— How to complete this task —
Reply with one number: the count of lines in the data that hold the string "VideoPipeline".
--------------------------------
//! Frame scheduler.
//!
//! A timer task ticks at the target rate. Each tick either starts one
//! composite+encode cycle or, when the previous cycle is still in flight,
//! counts a dropped frame. Cycles never overlap and are never queued.

use std::sync::atomic::{AtomicBool, AtomicU64, Ordering};
use std::sync::{Arc, Mutex, MutexGuard};
use std::time::Duration;

use tokio::task::JoinHandle;
use tokio::time::{interval_at, MissedTickBehavior};

use mosaic_codec::VideoPipeline;
use mosaic_common::clock::{FrameInterval, RecordingClock};
use mosaic_compositor::{FaultKind, FrameCompositor};
use mosaic_media_model::{CompositeFrame, SessionId, SourceProvider, SECTION_COUNT};

use crate::events::{EventBus, PipelineEvent};
use crate::watchdog::{spawn_watchdog, WatchdogContext};

/// The session's video pipeline, shared with the encode task of the current cycle.
pub type SharedPipeline = Arc<tokio::sync::Mutex<VideoPipeline>>;

/// Outcome of one tick's admission check.
#[derive(Debug, Clone, Copy, PartialEq, Eq)]
pub enum Admission {
    Admitted,
    /// Previous cycle still running; this tick is dropped.
    Dropped,
    /// Encoding stopped for the session.
    Halted,
}

#[derive(Debug, Clone, Copy, Default, PartialEq, Eq)]
pub struct PacerCounts {
    pub frames: u64,
    pub dropped: u64,
}

/// Admission control and counters. The in-flight flag is the only thing
/// deciding whether a cycle may start.
#[derive(Debug, Default)]
pub struct FramePacer {
    in_flight: AtomicBool,
    halted: AtomicBool,
    frames: AtomicU64,
    dropped: AtomicU64,
    last_frame_ns: AtomicU64,
}

impl FramePacer {
    pub fn new() -> Self {
        Self::default()
    }

    pub fn try_admit(&self) -> Admission {
        if self.halted.load(Ordering::Acquire) {
            return Admission::Halted;
        }
        match self
            .in_flight
            .compare_exchange(false, true, Ordering::AcqRel, Ordering::Acquire)
        {
            Ok(_) => Admission::Admitted,
            Err(_) => {
                self.dropped.fetch_add(1, Ordering::AcqRel);
                Admission::Dropped
            }
        }
    }

    /// A cycle finished with its frame accepted by the encoder at `at`
    /// (time since session start).
    pub fn complete(&self, at: Duration) {
        self.last_frame_ns.store(at.as_nanos() as u64, Ordering::Release);
        self.frames.fetch_add(1, Ordering::AcqRel);
        self.in_flight.store(false, Ordering::Release);
    }

    /// A cycle finished without producing a frame.
    pub fn release(&self) {
        self.in_flight.store(false, Ordering::Release);
    }

    /// Refuse every later tick.
    pub fn halt(&self) {
        self.halted.store(true, Ordering::Release);
    }

    pub fn is_halted(&self) -> bool {
        self.halted.load(Ordering::Acquire)
    }

    pub fn is_in_flight(&self) -> bool {
        self.in_flight.load(Ordering::Acquire)
    }

    pub fn frames(&self) -> u64 {
        self.frames.load(Ordering::Acquire)
    }

    pub fn dropped(&self) -> u64 {
        self.dropped.load(Ordering::Acquire)
    }

    pub fn counts(&self) -> PacerCounts {
        PacerCounts {
            frames: self.frames(),
            dropped: self.dropped(),
        }
    }

    /// Session time of the last completed frame.
    pub fn last_frame(&self) -> Option<Duration> {
        if self.frames() == 0 {
            return None;
        }
        Some(Duration::from_nanos(self.last_frame_ns.load(Ordering::Acquire)))
    }
}

type EncodeSlot = Arc<Mutex<Option<JoinHandle<()>>>>;

fn lock_slot(slot: &EncodeSlot) -> MutexGuard<'_, Option<JoinHandle<()>>> {
    slot.lock().unwrap_or_else(|poisoned| poisoned.into_inner())
}

/// Everything the tick task owns or shares.
pub(crate) struct SchedulerContext {
    pub session: SessionId,
    pub clock: RecordingClock,
    pub interval: FrameInterval,
    pub keyframe_interval: u64,
    pub sources: Arc<dyn SourceProvider>,
    pub compositor: FrameCompositor,
    pub pipeline: SharedPipeline,
    pub events: EventBus,
    pub watchdog_period: Duration,
    pub stall_factor: u32,
}

/// Running tick and watchdog tasks of one session.
pub struct FrameScheduler {
    pacer: Arc<FramePacer>,
    ticks: Option<JoinHandle<()>>,
    watchdog: Option<JoinHandle<()>>,
    encode: EncodeSlot,
}

impl FrameScheduler {
    pub(crate) fn start(ctx: SchedulerContext) -> Self {
        let pacer = Arc::new(FramePacer::new());
        let encode: EncodeSlot = Arc::new(Mutex::new(None));

        let watchdog = spawn_watchdog(WatchdogContext {
            session: ctx.session,
            pacer: pacer.clone(),
            clock: ctx.clock.clone(),
            period: ctx.watchdog_period,
            threshold: ctx.interval.stall_threshold(ctx.stall_factor),
            events: ctx.events.clone(),
        });

        tracing::info!(
            interval_ms = ctx.interval.as_millis(),
            keyframe_interval = ctx.keyframe_interval,
            "Frame scheduler started"
        );
        let ticks = tokio::spawn(run_ticks(ctx, pacer.clone(), encode.clone()));

        Self {
            pacer,
            ticks: Some(ticks),
            watchdog: Some(watchdog),
            encode,
        }
    }

    pub fn pacer(&self) -> &Arc<FramePacer> {
        &self.pacer
    }

    /// Cancel every future tick and the watchdog. A composite already in
    /// progress completes; an encode already started keeps running.
    pub async fn cancel(&mut self) {
        for task in [self.ticks.take(), self.watchdog.take()].into_iter().flatten() {
            task.abort();
            let _ = task.await;
        }
    }

    /// The encode started by the most recent admitted tick.
    pub(crate) fn take_in_flight(&self) -> Option<JoinHandle<()>> {
        lock_slot(&self.encode).take()
    }
}

impl Drop for FrameScheduler {
    fn drop(&mut self) {
        for task in [self.ticks.take(), self.watchdog.take()].into_iter().flatten() {
            task.abort();
        }
    }
}

async fn run_ticks(mut ctx: SchedulerContext, pacer: Arc<FramePacer>, encode: EncodeSlot) {
    let period = ctx.interval.period();
    let mut ticker = interval_at(ctx.clock.epoch() + period, period);
    ticker.set_missed_tick_behavior(MissedTickBehavior::Delay);

    let mut last_timestamp: Option<Duration> = None;
    let mut reported: [Option<String>; SECTION_COUNT] = Default::default();

    loop {
        ticker.tick().await;

        match pacer.try_admit() {
            Admission::Admitted => {}
            Admission::Dropped => {
                tracing::trace!(dropped = pacer.dropped(), "Encode in flight, tick dropped");
                continue;
            }
            Admission::Halted => {
                tracing::info!("Encoding halted, frame scheduler exiting");
                return;
            }
        }

        let mut timestamp = ctx.clock.elapsed();
        if let Some(last) = last_timestamp {
            if timestamp <= last {
                timestamp = last + Duration::from_millis(1);
            }
        }
        last_timestamp = Some(timestamp);

        // Sources are re-read every tick.
        let sections = ctx.sources.sections();
        let output = ctx.compositor.compose(&sections, timestamp);
        report_faults(&ctx, &output.faults, &mut reported);

        let keyframe = pacer.frames() % ctx.keyframe_interval.max(1) == 0;
        let job = tokio::spawn(encode_frame(
            ctx.session,
            ctx.pipeline.clone(),
            pacer.clone(),
            ctx.clock.clone(),
            ctx.events.clone(),
            output.frame,
            keyframe,
        ));
        *lock_slot(&encode) = Some(job);
    }
}

/// Forward draw failures, once per section until its message changes or the
/// section recovers.
fn report_faults(
    ctx: &SchedulerContext,
    faults: &[mosaic_compositor::SectionFault],
    reported: &mut [Option<String>; SECTION_COUNT],
) {
    let mut failing = [false; SECTION_COUNT];
    for fault in faults {
        let FaultKind::DrawFailed(message) = &fault.kind else {
            continue;
        };
        let Some(slot) = reported.get_mut(fault.index) else {
            continue;
        };
        failing[fault.index] = true;
        if slot.as_deref() == Some(message.as_str()) {
            continue;
        }
        *slot = Some(message.clone());
        ctx.events.emit(PipelineEvent::FrameError {
            session: ctx.session,
            section: fault.index,
            message: message.clone(),
        });
    }
    for (slot, failing) in reported.iter_mut().zip(failing) {
        if !failing {
            *slot = None;
        }
    }
}

async fn encode_frame(
    session: SessionId,
    pipeline: SharedPipeline,
    pacer: Arc<FramePacer>,
    clock: RecordingClock,
    events: EventBus,
    frame: CompositeFrame,
    keyframe: bool,
) {
    let result = pipeline.lock().await.encode(&frame, keyframe).await;
    match result {
        Ok(()) => pacer.complete(clock.elapsed()),
        Err(e) => {
            pacer.halt();
            pacer.release();
            tracing::error!(
                error = %e,
                frames = pacer.frames(),
                "Video encoding failed; keeping muxed frames and stopping encode"
            );
            events.emit(PipelineEvent::EncoderError {
                session,
                message: e.to_string(),
            });
        }
    }
}

#[cfg(test)]
mod tests {
    use super::*;

    #[test]
    fn only_one_cycle_is_admitted_at_a_time() {
        let pacer = FramePacer::new();
        assert_eq!(pacer.try_admit(), Admission::Admitted);
        assert_eq!(pacer.try_admit(), Admission::Dropped);
        assert_eq!(pacer.try_admit(), Admission::Dropped);
        assert_eq!(pacer.counts(), PacerCounts { frames: 0, dropped: 2 });

        pacer.complete(Duration::from_millis(33));
        assert!(!pacer.is_in_flight());
        assert_eq!(pacer.try_admit(), Admission::Admitted);
        assert_eq!(pacer.counts(), PacerCounts { frames: 1, dropped: 2 });
    }

    #[test]
    fn halted_pacer_admits_nothing_and_counts_nothing() {
        let pacer = FramePacer::new();
        assert_eq!(pacer.try_admit(), Admission::Admitted);
        pacer.halt();
        pacer.release();
        assert_eq!(pacer.try_admit(), Admission::Halted);
        assert_eq!(pacer.counts(), PacerCounts::default());
    }

    #[test]
    fn last_frame_tracks_completions() {
        let pacer = FramePacer::new();
        assert_eq!(pacer.last_frame(), None);
        pacer.try_admit();
        pacer.complete(Duration::from_millis(100));
        assert_eq!(pacer.last_frame(), Some(Duration::from_millis(100)));
    }

    #[test]
    fn released_cycle_does_not_count_a_frame() {
        let pacer = FramePacer::new();
        pacer.try_admit();
        pacer.release();
        assert_eq!(pacer.frames(), 0);
        assert_eq!(pacer.try_admit(), Admission::Admitted);
    }
}
//! Record a composite of test-pattern sections.

use std::path::PathBuf;
use std::sync::Arc;
use std::time::Duration;

use mosaic_codec::DirectorySink;
use mosaic_common::config::AppConfig;
use mosaic_compositor::SourceRegistry;
use mosaic_recorder::{default_backend, MediaBackend, PipelineEvent, Recorder, SessionConfig};

use crate::patterns::parse_sections;

pub struct RecordArgs {
    pub duration: Option<f64>,
    pub width: Option<u32>,
    pub height: Option<u32>,
    pub fps: Option<u32>,
    pub mic: bool,
    pub system_audio: bool,
    pub output: Option<PathBuf>,
    pub sections: String,
}

pub async fn run(config: AppConfig, args: RecordArgs) -> anyhow::Result<()> {
    let registry = Arc::new(SourceRegistry::new());
    for (index, source) in parse_sections(&args.sections)?.into_iter().enumerate() {
        registry.assign(index, source)?;
    }

    let backend: Arc<dyn MediaBackend> = Arc::from(default_backend()?);
    let output = args.output.unwrap_or_else(|| config.output_dir.clone());
    let mut settings = config.recording.clone();
    settings.width = args.width.unwrap_or(settings.width);
    settings.height = args.height.unwrap_or(settings.height);
    settings.fps = args.fps.unwrap_or(settings.fps);
    settings.capture_mic = args.mic;
    settings.capture_system_audio = args.system_audio;

    let session = SessionConfig::from_defaults(registry.clone(), &settings);
    println!("Starting recording");
    println!("  Backend: {}", backend.name());
    println!("  Output: {}", output.display());
    println!("  Size: {}x{} @ {}fps", session.width, session.height, session.fps);
    println!("  Sections: {}", args.sections);
    println!("  Mic: {}", session.capture_mic);
    println!("  System audio: {}", session.capture_system_audio);
    println!();

    let recorder = Recorder::new(backend, Arc::new(DirectorySink::new(output.clone())), settings);
    let mut events = recorder.subscribe();
    let reporter = tokio::spawn(async move {
        while let Ok(event) = events.recv().await {
            report(&event);
        }
    });

    let id = recorder.start(session).await?;
    tracing::info!(session = %id, "Recording started");

    match args.duration {
        Some(secs) => {
            println!("Recording for {secs:.1}s (Ctrl+C stops early)...");
            tokio::select! {
                _ = tokio::time::sleep(Duration::from_secs_f64(secs.max(0.0))) => {}
                result = tokio::signal::ctrl_c() => result?,
            }
        }
        None => {
            println!("Press Ctrl+C to stop recording...");
            tokio::signal::ctrl_c().await?;
        }
    }

    println!();
    let result = recorder.stop().await;
    if let Some(summary) = recorder.last_summary() {
        println!(
            "Frames: {} encoded, {} dropped; {} video / {} audio chunks ({}, {:?} audio)",
            summary.frames,
            summary.dropped,
            summary.video_chunks,
            summary.audio_chunks,
            summary.strategy,
            summary.audio_mix,
        );
    }
    registry.clear_all();
    drop(recorder);
    reporter.abort();

    let path = result?;
    println!("Recording saved to: {}", path.display());
    Ok(())
}

fn report(event: &PipelineEvent) {
    match event {
        PipelineEvent::StateChanged { state, .. } => tracing::debug!(%state, "Session state"),
        PipelineEvent::FrameError { section, message, .. } => {
            eprintln!("[WARN] Section {section}: {message}");
        }
        PipelineEvent::Stalled {
            since_last_frame_ms, ..
        } => eprintln!("[WARN] No frame for {since_last_frame_ms} ms"),
        PipelineEvent::EncoderError { message, .. } => eprintln!("[ERROR] Encoder: {message}"),
        PipelineEvent::SessionFailed { message, .. } => eprintln!("[ERROR] Session failed: {message}"),
        PipelineEvent::RecordingSaved { .. } => {}
    }
}
//! Mosaic Compositor
//!
//! Holds the four section slots and paints them into one frame per tick:
//! - [`SourceRegistry`]: live section assignment, re-read on every tick
//! - [`layout`]: fixed 2×2 quadrant geometry
//! - [`FrameCompositor`]: placeholder fallback, per-section fault containment,
//!   separator overlay

pub mod compositor;
pub mod layout;
pub mod registry;

pub use compositor::{ComposeOutput, CompositorStyle, FaultKind, FrameCompositor, SectionFault};
pub use layout::Quadrant;
pub use registry::SourceRegistry;
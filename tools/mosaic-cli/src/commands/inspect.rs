//! Summarize a recording.

use std::path::PathBuf;

use anyhow::Context;
use mosaic_codec::inspect;
use mosaic_media_model::ChunkKind;

pub fn run(path: PathBuf, json: bool) -> anyhow::Result<()> {
    let bytes = std::fs::read(&path).with_context(|| format!("Failed to read {}", path.display()))?;
    let summary = inspect(&bytes).with_context(|| format!("{} is not a readable container", path.display()))?;

    if json {
        println!("{}", serde_json::to_string_pretty(&summary)?);
        return Ok(());
    }

    println!("File: {}", path.display());
    println!("  Size: {} bytes", bytes.len());
    println!("  Doc type: {}", summary.doc_type);
    match summary.duration_ms {
        Some(ms) => println!("  Duration: {:.2}s", ms / 1000.0),
        None => println!("  Duration: unknown"),
    }
    println!("  Clusters: {}", summary.clusters);
    println!("  Cue points: {}", summary.cue_points);
    println!();

    println!("Tracks:");
    for track in &summary.tracks {
        match track.kind {
            Some(ChunkKind::Video) => println!(
                "  #{} video {} {}x{}: {} blocks, {} keyframes",
                track.number,
                track.codec_id,
                track.width.unwrap_or_default(),
                track.height.unwrap_or_default(),
                track.blocks,
                track.keyframes
            ),
            Some(ChunkKind::Audio) => println!(
                "  #{} audio {} {} Hz x{}: {} blocks",
                track.number,
                track.codec_id,
                track.sample_rate.unwrap_or_default(),
                track.channels.unwrap_or_default(),
                track.blocks
            ),
            None => println!("  #{} {}: {} blocks", track.number, track.codec_id, track.blocks),
        }
        if let (Some(first), Some(last)) = (track.first_ms, track.last_ms) {
            println!("      {first} ms .. {last} ms");
        }
    }

    Ok(())
}
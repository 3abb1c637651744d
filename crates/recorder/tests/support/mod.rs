#![allow(dead_code)]

use std::io;
use std::path::PathBuf;
use std::sync::atomic::{AtomicU64, Ordering};
use std::sync::{Arc, Mutex};
use std::time::Duration;

use async_trait::async_trait;
use tokio::sync::{broadcast, watch};

use mosaic_audio::{AudioSource, ToneSource};
use mosaic_codec::{AudioEncoder, ChunkCallback, FrameEncoder, OutputSink, ProbeReport, StreamEncoder};
use mosaic_common::config::RecordingDefaults;
use mosaic_common::{MosaicError, MosaicResult};
use mosaic_compositor::SourceRegistry;
use mosaic_media_model::{
    AudioEncoderConfig, AudioFormat, AudioSourceKind, CompositeFrame, EncodedChunk, EncoderCodec, EncoderDescriptor,
    FrameSource, RawAudioFrame, SectionSource, SourceFrame, VideoCodec, VideoEncoderConfig,
};
use mosaic_recorder::{MediaBackend, PipelineEvent, Recorder, SessionConfig};

pub const WIDTH: u32 = 64;
pub const HEIGHT: u32 = 48;
pub const FPS: u32 = 10;

/// Open/closed switch every mock encode waits on.
#[derive(Clone)]
pub struct Gate {
    tx: Arc<watch::Sender<bool>>,
}

impl Gate {
    pub fn new(open: bool) -> Self {
        let (tx, _) = watch::channel(open);
        Self { tx: Arc::new(tx) }
    }

    pub fn set_open(&self, open: bool) {
        self.tx.send_replace(open);
    }

    async fn pass(&self) {
        let mut rx = self.tx.subscribe();
        let _ = rx.wait_for(|open| *open).await;
    }
}

#[derive(Default, Clone)]
pub struct MockOptions {
    pub primary_fails: bool,
    pub stream_fails: bool,
    pub mic_fails: bool,
    pub system_fails: bool,
    pub audio_encoder_fails: bool,
    /// 1-based encode call that fails.
    pub fail_encode_at: Option<u64>,
    pub encode_delay: Option<Duration>,
    pub hang_flush: bool,
}

/// Frames seen by the per-frame encoder, with their keyframe flag.
pub type EncodedLog = Arc<Mutex<Vec<(CompositeFrame, bool)>>>;

pub struct MockBackend {
    options: MockOptions,
    pub gate: Gate,
    pub encoded: EncodedLog,
    pub stream_pushes: Arc<AtomicU64>,
}

impl MockBackend {
    pub fn new(options: MockOptions) -> Self {
        Self {
            options,
            gate: Gate::new(true),
            encoded: Arc::new(Mutex::new(Vec::new())),
            stream_pushes: Arc::new(AtomicU64::new(0)),
        }
    }

    pub fn encoded(&self) -> Vec<(CompositeFrame, bool)> {
        self.encoded.lock().unwrap().clone()
    }
}

fn video_descriptor(codec: VideoCodec) -> EncoderDescriptor {
    EncoderDescriptor {
        name: format!("mock {codec:?}"),
        element: "mockenc".into(),
        codec: EncoderCodec::Video(codec),
        hardware: false,
    }
}

impl MediaBackend for MockBackend {
    fn name(&self) -> &str {
        "mock"
    }

    fn frame_encoder(&self, config: &VideoEncoderConfig, output: ChunkCallback) -> MosaicResult<Box<dyn FrameEncoder>> {
        if self.options.primary_fails {
            return Err(MosaicError::encoder_init("mock per-frame encoder unavailable"));
        }
        Ok(Box::new(MockFrameEncoder {
            descriptor: video_descriptor(config.codec),
            period: Duration::from_millis(1000 / u64::from(config.fps)),
            output,
            gate: self.gate.clone(),
            log: self.encoded.clone(),
            calls: 0,
            fail_at: self.options.fail_encode_at,
            delay: self.options.encode_delay,
            hang_flush: self.options.hang_flush,
        }))
    }

    fn stream_encoder(&self, config: &VideoEncoderConfig) -> MosaicResult<Box<dyn StreamEncoder>> {
        if self.options.stream_fails {
            return Err(MosaicError::encoder_init("mock stream encoder unavailable"));
        }
        Ok(Box::new(MockStreamEncoder {
            descriptor: video_descriptor(config.codec),
            period: Duration::from_millis(1000 / u64::from(config.fps)),
            pending: Vec::new(),
            emitted: 0,
            pushes: self.stream_pushes.clone(),
        }))
    }

    fn audio_encoder(&self, config: &AudioEncoderConfig, output: ChunkCallback) -> MosaicResult<Box<dyn AudioEncoder>> {
        if self.options.audio_encoder_fails {
            return Err(MosaicError::encoder_init("mock audio encoder unavailable"));
        }
        Ok(Box::new(MockAudioEncoder {
            descriptor: EncoderDescriptor {
                name: "mock audio".into(),
                element: "mockaudioenc".into(),
                codec: EncoderCodec::Audio(config.codec),
                hardware: false,
            },
            output,
            first: true,
        }))
    }

    fn audio_source(&self, kind: AudioSourceKind, format: AudioFormat) -> MosaicResult<Box<dyn AudioSource>> {
        let denied = match kind {
            AudioSourceKind::Microphone => self.options.mic_fails,
            AudioSourceKind::System => self.options.system_fails,
        };
        if denied {
            return Err(MosaicError::audio_acquisition(format!("{kind:?} permission denied")));
        }
        Ok(Box::new(ToneSource::new(kind, format, 440.0)))
    }

    fn capabilities(&self) -> ProbeReport {
        ProbeReport::collect("mock", |_| true)
    }
}

struct MockFrameEncoder {
    descriptor: EncoderDescriptor,
    period: Duration,
    output: ChunkCallback,
    gate: Gate,
    log: EncodedLog,
    calls: u64,
    fail_at: Option<u64>,
    delay: Option<Duration>,
    hang_flush: bool,
}

#[async_trait]
impl FrameEncoder for MockFrameEncoder {
    fn descriptor(&self) -> &EncoderDescriptor {
        &self.descriptor
    }

    async fn encode(&mut self, frame: &CompositeFrame, keyframe: bool) -> MosaicResult<()> {
        self.gate.pass().await;
        if let Some(delay) = self.delay {
            tokio::time::sleep(delay).await;
        }
        self.calls += 1;
        if Some(self.calls) == self.fail_at {
            return Err(MosaicError::encode("mock encoder fault"));
        }
        self.log.lock().unwrap().push((frame.clone(), keyframe));
        let mut chunk = EncodedChunk::video(vec![0x65; 16], frame.timestamp, self.period, keyframe);
        if self.calls == 1 {
            chunk = chunk.with_decoder_config(vec![1, 0x64, 0, 0x1f]);
        }
        (self.output)(chunk);
        Ok(())
    }

    async fn flush(&mut self) -> MosaicResult<()> {
        if self.hang_flush {
            std::future::pending::<()>().await;
        }
        Ok(())
    }
}

struct MockStreamEncoder {
    descriptor: EncoderDescriptor,
    period: Duration,
    pending: Vec<Duration>,
    emitted: u64,
    pushes: Arc<AtomicU64>,
}

impl MockStreamEncoder {
    fn take(&mut self) -> Vec<EncodedChunk> {
        let period = self.period;
        let chunks: Vec<_> = self
            .pending
            .drain(..)
            .enumerate()
            .map(|(i, ts)| EncodedChunk::video(vec![0x9d; 12], ts, period, self.emitted + i as u64 == 0))
            .collect();
        self.emitted += chunks.len() as u64;
        chunks
    }
}

#[async_trait]
impl StreamEncoder for MockStreamEncoder {
    fn descriptor(&self) -> &EncoderDescriptor {
        &self.descriptor
    }

    async fn push(&mut self, frame: &CompositeFrame) -> MosaicResult<()> {
        self.pushes.fetch_add(1, Ordering::Relaxed);
        self.pending.push(frame.timestamp);
        Ok(())
    }

    async fn drain(&mut self) -> MosaicResult<Vec<EncodedChunk>> {
        Ok(self.take())
    }

    async fn finish(&mut self) -> MosaicResult<Vec<EncodedChunk>> {
        Ok(self.take())
    }
}

struct MockAudioEncoder {
    descriptor: EncoderDescriptor,
    output: ChunkCallback,
    first: bool,
}

#[async_trait]
impl AudioEncoder for MockAudioEncoder {
    fn descriptor(&self) -> &EncoderDescriptor {
        &self.descriptor
    }

    async fn encode(&mut self, frame: &RawAudioFrame) -> MosaicResult<()> {
        let mut chunk = EncodedChunk::audio(vec![0x21; 8], frame.timestamp, frame.duration());
        if std::mem::take(&mut self.first) {
            chunk = chunk.with_decoder_config(vec![0x11, 0x90]);
        }
        (self.output)(chunk);
        Ok(())
    }

    async fn flush(&mut self) -> MosaicResult<()> {
        Ok(())
    }
}

#[derive(Debug, Clone)]
pub struct SavedFile {
    pub bytes: Vec<u8>,
    pub name: String,
    pub mime_type: String,
}

#[derive(Default)]
pub struct MockSink {
    pub fail: Option<io::ErrorKind>,
    saved: Mutex<Vec<SavedFile>>,
}

impl MockSink {
    pub fn failing(kind: io::ErrorKind) -> Self {
        Self {
            fail: Some(kind),
            saved: Mutex::new(Vec::new()),
        }
    }

    pub fn saved(&self) -> Vec<SavedFile> {
        self.saved.lock().unwrap().clone()
    }
}

#[async_trait]
impl OutputSink for MockSink {
    async fn save(&self, bytes: &[u8], suggested_name: &str, mime_type: &str) -> io::Result<PathBuf> {
        if let Some(kind) = self.fail {
            return Err(io::Error::new(kind, "disk is read-only"));
        }
        self.saved.lock().unwrap().push(SavedFile {
            bytes: bytes.to_vec(),
            name: suggested_name.to_string(),
            mime_type: mime_type.to_string(),
        });
        Ok(PathBuf::from("/recordings").join(suggested_name))
    }
}

pub struct Harness {
    pub recorder: Recorder,
    pub backend: Arc<MockBackend>,
    pub sink: Arc<MockSink>,
    pub registry: Arc<SourceRegistry>,
    pub events: broadcast::Receiver<PipelineEvent>,
}

impl Harness {
    pub fn new(options: MockOptions) -> Self {
        Self::with(options, MockSink::default(), settings())
    }

    pub fn with(options: MockOptions, sink: MockSink, settings: RecordingDefaults) -> Self {
        let backend = Arc::new(MockBackend::new(options));
        let sink = Arc::new(sink);
        let recorder = Recorder::new(backend.clone(), sink.clone(), settings);
        let events = recorder.subscribe();
        Self {
            recorder,
            backend,
            sink,
            registry: Arc::new(SourceRegistry::new()),
            events,
        }
    }

    pub fn config(&self, capture_mic: bool, capture_system_audio: bool) -> SessionConfig {
        SessionConfig {
            sources: self.registry.clone(),
            width: WIDTH,
            height: HEIGHT,
            fps: FPS,
            capture_mic,
            capture_system_audio,
        }
    }

    /// Every event received so far.
    pub fn events(&mut self) -> Vec<PipelineEvent> {
        let mut events = Vec::new();
        while let Ok(event) = self.events.try_recv() {
            events.push(event);
        }
        events
    }
}

pub fn settings() -> RecordingDefaults {
    RecordingDefaults {
        fps: FPS,
        width: WIDTH,
        height: HEIGHT,
        ..RecordingDefaults::default()
    }
}

pub async fn sleep_ms(ms: u64) {
    tokio::time::sleep(Duration::from_millis(ms)).await;
}

/// Pixel at the centre of quadrant `index` (row-major, 0 = top-left).
pub fn quadrant_centre(frame: &CompositeFrame, index: usize) -> [u8; 4] {
    let x = if index % 2 == 0 { frame.width / 4 } else { frame.width * 3 / 4 };
    let y = if index < 2 { frame.height / 4 } else { frame.height * 3 / 4 };
    frame.pixel(x, y).unwrap()
}

/// Feed that always returns the same frame.
pub struct StillFeed(pub SourceFrame);

impl FrameSource for StillFeed {
    fn label(&self) -> &str {
        "still"
    }

    fn current_frame(&self) -> Option<SourceFrame> {
        Some(self.0.clone())
    }
}

/// Sized to one quadrant, so it is blitted without scaling.
pub fn solid_feed(rgba: [u8; 4]) -> SectionSource {
    SectionSource::LiveFeed(Arc::new(StillFeed(SourceFrame::solid(WIDTH / 2, HEIGHT / 2, rgba))))
}

/// A frame whose buffer is shorter than its dimensions claim.
pub fn truncated_feed() -> SectionSource {
    SectionSource::LiveFeed(Arc::new(StillFeed(SourceFrame::new(8, 8, vec![0u8; 10]))))
}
--------------------------------
— Exercise result —
2